Kerry Dixon

Personal information
- Full name: Kerry Michael Dixon
- Date of birth: 24 July 1961 (age 65)
- Place of birth: Luton, England
- Height: 6 ft 0 in (1.84 m)
- Position: Striker

Youth career
- Tottenham Hotspur

Senior career*
- Years: Team / Apps / (Gls)
- Chesham United
- 1979–1980: Dunstable
- 1980–1983: Reading / 116 / (51)
- 1983–1992: Chelsea / 335 / (193)
- 1992–1993: Southampton / 9 / (2)
- 1993–1995: Luton Town / 75 / (19)
- 1995–1996: Millwall / 31 / (9)
- 1996: Watford / 11 / (0)
- 1996–1997: Doncaster Rovers / 16 / (3)
- 1997: Basildon United
- Total:  / 593 / (231)

International career
- 1985: England U21 / 1 / (1)
- 1985–1986: England / 8 / (4)

Managerial career
- 1996–1997: Doncaster Rovers (player-manager)
- 2003–2004: Hitchin Town
- 2005–2006: Dunstable Town (co-manager)

= Kerry Dixon =

English footballer (born 1961)

Kerry Michael Dixon (born 24 July 1961) is an English retired professional footballer who played as a striker.

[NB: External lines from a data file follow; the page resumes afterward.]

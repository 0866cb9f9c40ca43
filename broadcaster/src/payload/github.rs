//! GitHub push event

use serde::Deserialize;

use broadcaster_core::domain::ChangeEvent;

use super::{Decoded, IngestError};
use crate::service::Platform;

/// `after` of a push that deleted the branch
const DELETED_SHA: &str = "0000000000000000000000000000000000000000";

#[derive(Debug, Deserialize)]
pub struct PushEvent {
    #[serde(default, rename = "ref")]
    pub git_ref: String,
    #[serde(default)]
    pub after: String,
    #[serde(default)]
    pub compare: String,
    pub repository: Option<Repository>,
    #[serde(default)]
    pub commits: Vec<Commit>,
}

#[derive(Debug, Deserialize)]
pub struct Repository {
    #[serde(default)]
    pub full_name: String,
    #[serde(default)]
    pub clone_url: String,
    #[serde(default)]
    pub default_branch: String,
}

#[derive(Debug, Deserialize)]
pub struct Commit {
    #[serde(default)]
    pub added: Vec<String>,
    #[serde(default)]
    pub removed: Vec<String>,
    #[serde(default)]
    pub modified: Vec<String>,
}

impl PushEvent {
    pub fn into_decoded(self) -> Result<Decoded, IngestError> {
        if self.after == DELETED_SHA {
            return Ok(Decoded::Ignored(format!(
                "skipping deletion event for {}",
                self.git_ref
            )));
        }

        let repository = self
            .repository
            .filter(|repo| !repo.clone_url.is_empty())
            .ok_or(IngestError::MissingRepository(Platform::GitHub))?;

        let changed_files = self
            .commits
            .into_iter()
            .flat_map(|commit| {
                commit
                    .added
                    .into_iter()
                    .chain(commit.removed)
                    .chain(commit.modified)
            });

        Ok(Decoded::Event(
            ChangeEvent::new(repository.clone_url)
                .with_ref(&self.git_ref)
                .with_default_branch(repository.default_branch)
                .with_changed_files(changed_files),
        ))
    }
}

#[cfg(test)]
mod tests {
    use super::*;
    use crate::payload::decode;
    use serde_json::json;

    #[test]
    fn test_push_event() {
        let body = json!({
            "ref": "refs/heads/main",
            "after": "1f2e3d",
            "compare": "https://github.com/acme/app/compare/a...b",
            "repository": {
                "full_name": "acme/app",
                "clone_url": "https://github.com/acme/app.git",
                "default_branch": "main"
            },
            "commits": [
                { "id": "1", "added": ["a.txt"], "removed": [], "modified": ["src/lib.rs"] },
                { "id": "2", "added": [], "removed": ["old.txt"], "modified": [] }
            ]
        });

        let decoded = decode(Platform::GitHub, body.to_string().as_bytes()).unwrap();
        let Decoded::Event(event) = decoded else {
            panic!("expected an event");
        };

        assert_eq!(event.repository_url, "https://github.com/acme/app.git");
        assert_eq!(event.branch.as_deref(), Some("main"));
        assert_eq!(event.default_branch.as_deref(), Some("main"));
        assert_eq!(event.changed_files, ["a.txt", "src/lib.rs", "old.txt"]);
    }

    #[test]
    fn test_deletion_is_ignored() {
        let body = json!({
            "ref": "refs/heads/gone",
            "after": DELETED_SHA,
            "repository": { "clone_url": "https://github.com/acme/app.git" }
        });

        let decoded = decode(Platform::GitHub, body.to_string().as_bytes()).unwrap();
        assert!(matches!(decoded, Decoded::Ignored(_)));
    }

    #[test]
    fn test_missing_repository() {
        let body = json!({ "ref": "refs/heads/main", "after": "1" });
        let err = decode(Platform::GitHub, body.to_string().as_bytes()).unwrap_err();
        assert!(matches!(err, IngestError::MissingRepository(Platform::GitHub)));
    }

    #[test]
    fn test_malformed_body() {
        let err = decode(Platform::GitHub, b"{not json").unwrap_err();
        assert!(matches!(err, IngestError::Malformed { .. }));
        assert!(err.to_string().starts_with("github: failed to parse request body"));
    }
}
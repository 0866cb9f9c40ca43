//! Comparable repository URL from a resource's source configuration
//!
//! Resource types store their repository in different keys: `uri` (git),
//! `repository` (pull-request style resources) or `url` together with
//! `team`/`repo` (Bitbucket API based resources).

use crate::domain::resource::Source;

use super::git_url::normalize;

/// API root used by Bitbucket resources that store `team` and `repo` apart.
const BITBUCKET_API_ROOT: &str = "https://api.bitbucket.org";
const BITBUCKET_WEB_ROOT: &str = "https://bitbucket.org";

/// Derives a comparable URL from a resource's source configuration.
///
/// Git-looking values are returned in canonical `https://host/path` form.
/// Secret placeholders are never treated as URLs.
pub fn construct_uri(source: &Source) -> Option<String> {
    if let Some(url) = source.get_str("url") {
        if url.trim_end_matches('/') == BITBUCKET_API_ROOT {
            return bitbucket_uri(source);
        }
        return Some(canonicalize(url));
    }

    ["uri", "repository"]
        .into_iter()
        .filter_map(|key| source.get_str(key))
        .map(canonicalize)
        .find(|uri| is_absolute_url(uri))
}

fn bitbucket_uri(source: &Source) -> Option<String> {
    let team = source.get_str("team")?;
    let repo = source.get_str("repo")?;
    Some(format!("{BITBUCKET_WEB_ROOT}/{team}/{repo}"))
}

fn canonicalize(value: &str) -> String {
    normalize(value).map_or_else(|| value.to_string(), |id| id.to_string())
}

/// Absolute URI (`scheme:...`) or absolute path.
fn is_absolute_url(value: &str) -> bool {
    if value.starts_with('/') {
        return true;
    }

    let Some((scheme, rest)) = value.split_once(':') else {
        return false;
    };

    let mut chars = scheme.chars();
    let valid_scheme = chars.next().is_some_and(|c| c.is_ascii_alphabetic())
        && chars.all(|c| c.is_ascii_alphanumeric() || matches!(c, '+' | '-' | '.'));

    valid_scheme && !rest.is_empty()
}

#[cfg(test)]
mod tests {
    use super::*;
    use serde_json::json;

    fn source(pairs: &[(&str, serde_json::Value)]) -> Source {
        pairs.iter().cloned().collect()
    }

    #[test]
    fn test_uri_field_is_canonicalized() {
        let s = source(&[("uri", json!("git@github.com:org/app.git"))]);
        assert_eq!(construct_uri(&s).as_deref(), Some("https://github.com/org/app"));
    }

    #[test]
    fn test_url_field_wins() {
        let s = source(&[
            ("url", json!("https://gitlab.example/org/app")),
            ("uri", json!("https://other.example/org/app")),
        ]);
        assert_eq!(
            construct_uri(&s).as_deref(),
            Some("https://gitlab.example/org/app")
        );
    }

    #[test]
    fn test_bitbucket_api_root_uses_team_and_repo() {
        let s = source(&[
            ("url", json!("https://api.bitbucket.org")),
            ("team", json!("acme")),
            ("repo", json!("widgets")),
        ]);
        assert_eq!(
            construct_uri(&s).as_deref(),
            Some("https://bitbucket.org/acme/widgets")
        );

        let incomplete = source(&[("url", json!("https://api.bitbucket.org"))]);
        assert_eq!(construct_uri(&incomplete), None);
    }

    #[test]
    fn test_repository_must_be_a_url() {
        let image = source(&[("repository", json!("alpine"))]);
        assert_eq!(construct_uri(&image), None);

        let pr = source(&[("repository", json!("https://github.com/org/app"))]);
        assert_eq!(construct_uri(&pr).as_deref(), Some("https://github.com/org/app"));
    }

    #[test]
    fn test_placeholders_are_ignored() {
        let s = source(&[
            ("url", json!("((bitbucket-url))")),
            ("uri", json!("((git-uri))")),
        ]);
        assert_eq!(construct_uri(&s), None);
    }

    #[test]
    fn test_empty_source() {
        assert_eq!(construct_uri(&Source::default()), None);
    }
}
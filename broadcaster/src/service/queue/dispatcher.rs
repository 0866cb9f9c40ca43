//! Execution of dispatch items against the clusters

use std::sync::Arc;

use async_trait::async_trait;
use reqwest::{Client, header};
use thiserror::Error;
use tracing::{debug, info};

use broadcaster_client::{ClientError, Clusters};
use broadcaster_core::domain::{DispatchItem, ResourceCheck, redact_webhook_token};

/// Terminal, non-error outcome of one dispatch
#[derive(Debug, Clone, Copy, PartialEq, Eq)]
pub enum DispatchOutcome {
    Delivered,
    /// The resource no longer exists; retrying cannot help.
    NotFound,
}

/// Retryable dispatch failure. URLs are always redacted.
#[derive(Debug, Error)]
pub enum DispatchError {
    #[error("request to {url} failed: {source}")]
    Request {
        url: String,
        #[source]
        source: reqwest::Error,
    },

    #[error("request to {url} returned status {status}")]
    Status { url: String, status: u16 },

    #[error("no configured cluster owns {0}")]
    UnknownCluster(String),

    #[error("cluster call for {check} failed: {source}")]
    Cluster {
        check: String,
        #[source]
        source: ClientError,
    },
}

/// Performs one dispatch attempt
#[async_trait]
pub trait Dispatcher: Send + Sync {
    async fn dispatch(&self, item: &DispatchItem) -> Result<DispatchOutcome, DispatchError>;
}

/// Dispatcher doing real HTTP calls, or only logging them in dry-run mode
pub struct HttpDispatcher {
    client: Client,
    clusters: Arc<Clusters>,
    dry_run: bool,
}

impl HttpDispatcher {
    pub fn new(clusters: Arc<Clusters>, dry_run: bool) -> Self {
        Self::with_client(Client::new(), clusters, dry_run)
    }

    pub fn with_client(client: Client, clusters: Arc<Clusters>, dry_run: bool) -> Self {
        Self {
            client,
            clusters,
            dry_run,
        }
    }

    async fn post_webhook(&self, url: &str) -> Result<DispatchOutcome, DispatchError> {
        let redacted = redact_webhook_token(url);

        if self.dry_run {
            info!(url = %redacted, "DRY RUN: calling POST");
            return Ok(DispatchOutcome::Delivered);
        }

        info!(url = %redacted, "calling POST");

        let response = self
            .client
            .post(url)
            .header(header::CONTENT_TYPE, "application/json")
            .send()
            .await
            .map_err(|e| DispatchError::Request {
                url: redacted.clone(),
                source: e.without_url(),
            })?;

        let status = response.status();
        if !status.is_success() {
            return Err(DispatchError::Status {
                url: redacted,
                status: status.as_u16(),
            });
        }

        Ok(DispatchOutcome::Delivered)
    }

    async fn check_resource(&self, check: &ResourceCheck) -> Result<DispatchOutcome, DispatchError> {
        if self.dry_run {
            info!(%check, "DRY RUN: refreshing resource via api");
            return Ok(DispatchOutcome::Delivered);
        }

        info!(%check, "refreshing resource via api");

        let cluster = self
            .clusters
            .find(&check.cluster)
            .ok_or_else(|| DispatchError::UnknownCluster(check.cluster.clone()))?;

        let cluster_error = |source| DispatchError::Cluster {
            check: check.to_string(),
            source,
        };

        cluster.refresh_token().await.map_err(cluster_error)?;

        match cluster
            .check_resource(&check.team, &check.pipeline, &check.resource)
            .await
        {
            Ok(()) => {
                debug!(%check, "refreshed successfully");
                Ok(DispatchOutcome::Delivered)
            }
            Err(e) if e.is_not_found() => {
                info!(%check, "resource not found");
                Ok(DispatchOutcome::NotFound)
            }
            Err(e) => Err(cluster_error(e)),
        }
    }
}

#[async_trait]
impl Dispatcher for HttpDispatcher {
    async fn dispatch(&self, item: &DispatchItem) -> Result<DispatchOutcome, DispatchError> {
        match item {
            DispatchItem::WebhookUrl { url } => self.post_webhook(url).await,
            DispatchItem::ResourceCheck(check) => self.check_resource(check).await,
        }
    }
}

#[cfg(test)]
mod tests {
    use super::*;
    use broadcaster_client::ClusterApi;
    use broadcaster_core::domain::PipelineRef;
    use broadcaster_core::dto::pipeline::{PipelineSummary, VersionedConfig};
    use broadcaster_core::dto::team::Team;
    use std::sync::atomic::{AtomicUsize, Ordering};

    /// Cluster whose check call answers with a fixed result
    struct CheckingCluster {
        url: String,
        not_found: bool,
        checks: AtomicUsize,
    }

    #[async_trait]
    impl ClusterApi for CheckingCluster {
        fn url(&self) -> &str {
            &self.url
        }

        async fn refresh_token(&self) -> broadcaster_client::Result<()> {
            Ok(())
        }

        async fn list_teams(&self) -> broadcaster_client::Result<Vec<Team>> {
            Ok(Vec::new())
        }

        async fn list_pipelines(&self, _team: &str) -> broadcaster_client::Result<Vec<PipelineSummary>> {
            Ok(Vec::new())
        }

        async fn pipeline_config(
            &self,
            _team: &str,
            _pipeline: &PipelineRef,
        ) -> broadcaster_client::Result<Option<VersionedConfig>> {
            Ok(None)
        }

        async fn check_resource(
            &self,
            team: &str,
            pipeline: &PipelineRef,
            resource: &str,
        ) -> broadcaster_client::Result<()> {
            self.checks.fetch_add(1, Ordering::SeqCst);
            if self.not_found {
                return Err(ClientError::NotFound(format!("{team}/{pipeline}/{resource}")));
            }
            Ok(())
        }
    }

    fn cluster(not_found: bool) -> (Arc<CheckingCluster>, Arc<Clusters>) {
        let cluster = Arc::new(CheckingCluster {
            url: "https://ci.example/".to_string(),
            not_found,
            checks: AtomicUsize::new(0),
        });
        let clusters = Clusters::new(vec![cluster.clone() as Arc<dyn ClusterApi>]);
        (cluster, Arc::new(clusters))
    }

    fn check_item() -> DispatchItem {
        DispatchItem::resource_check(
            "https://ci.example/",
            "main",
            PipelineRef::new("deploy", None),
            "repo",
        )
    }

    #[tokio::test]
    async fn test_dry_run_makes_no_call() {
        let (cluster, clusters) = cluster(false);
        let dispatcher = HttpDispatcher::new(clusters, true);

        // Nothing listens on the discard port; a real call would fail.
        let webhook = DispatchItem::webhook_url(
            "http://127.0.0.1:9/api/v1/teams/main/pipelines/p/resources/r/check/webhook?webhook_token=t",
        );
        assert_eq!(
            dispatcher.dispatch(&webhook).await.unwrap(),
            DispatchOutcome::Delivered
        );
        assert_eq!(
            dispatcher.dispatch(&check_item()).await.unwrap(),
            DispatchOutcome::Delivered
        );
        assert_eq!(cluster.checks.load(Ordering::SeqCst), 0);
    }

    #[tokio::test]
    async fn test_failed_webhook_error_is_redacted() {
        let (_, clusters) = cluster(false);
        let dispatcher = HttpDispatcher::new(clusters, false);

        let webhook = DispatchItem::webhook_url(
            "http://127.0.0.1:9/api/v1/teams/main/pipelines/p/resources/r/check/webhook?webhook_token=s3cret",
        );
        let err = dispatcher.dispatch(&webhook).await.unwrap_err();

        let message = err.to_string();
        assert!(message.contains("webhook_token=[REDACTED]"));
        assert!(!message.contains("s3cret"));
    }

    #[tokio::test]
    async fn test_resource_check_goes_through_cluster() {
        let (cluster, clusters) = cluster(false);
        let dispatcher = HttpDispatcher::new(clusters, false);

        assert_eq!(
            dispatcher.dispatch(&check_item()).await.unwrap(),
            DispatchOutcome::Delivered
        );
        assert_eq!(cluster.checks.load(Ordering::SeqCst), 1);
    }

    #[tokio::test]
    async fn test_resource_check_uses_owning_cluster() {
        let root = Arc::new(CheckingCluster {
            url: "https://ci.example/".to_string(),
            not_found: false,
            checks: AtomicUsize::new(0),
        });
        let nested = Arc::new(CheckingCluster {
            url: "https://ci.example/other/".to_string(),
            not_found: false,
            checks: AtomicUsize::new(0),
        });
        let clusters = Clusters::new(vec![
            root.clone() as Arc<dyn ClusterApi>,
            nested.clone() as Arc<dyn ClusterApi>,
        ]);
        let dispatcher = HttpDispatcher::new(Arc::new(clusters), false);

        let item = DispatchItem::resource_check(
            "https://ci.example/other/",
            "main",
            PipelineRef::new("deploy", None),
            "repo",
        );
        dispatcher.dispatch(&item).await.unwrap();

        assert_eq!(root.checks.load(Ordering::SeqCst), 0);
        assert_eq!(nested.checks.load(Ordering::SeqCst), 1);
    }

    #[tokio::test]
    async fn test_missing_resource_is_terminal() {
        let (_, clusters) = cluster(true);
        let dispatcher = HttpDispatcher::new(clusters, false);

        assert_eq!(
            dispatcher.dispatch(&check_item()).await.unwrap(),
            DispatchOutcome::NotFound
        );
    }

    #[tokio::test]
    async fn test_unknown_cluster_is_an_error() {
        let dispatcher = HttpDispatcher::new(Arc::new(Clusters::default()), false);

        let err = dispatcher.dispatch(&check_item()).await.unwrap_err();
        assert!(matches!(err, DispatchError::UnknownCluster(_)));
    }
}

His club career was spent most notably at Chelsea, where he won the Second Division twice. His 193 goals for the club across all competitions made him their third-highest goalscorer of all time.

For three consecutive seasons (1982–83, 1983–84 and 1984–85), he was the top goalscorer in his teams' divisions, 3 (with Reading), 2 and 1 (with Chelsea) respectively.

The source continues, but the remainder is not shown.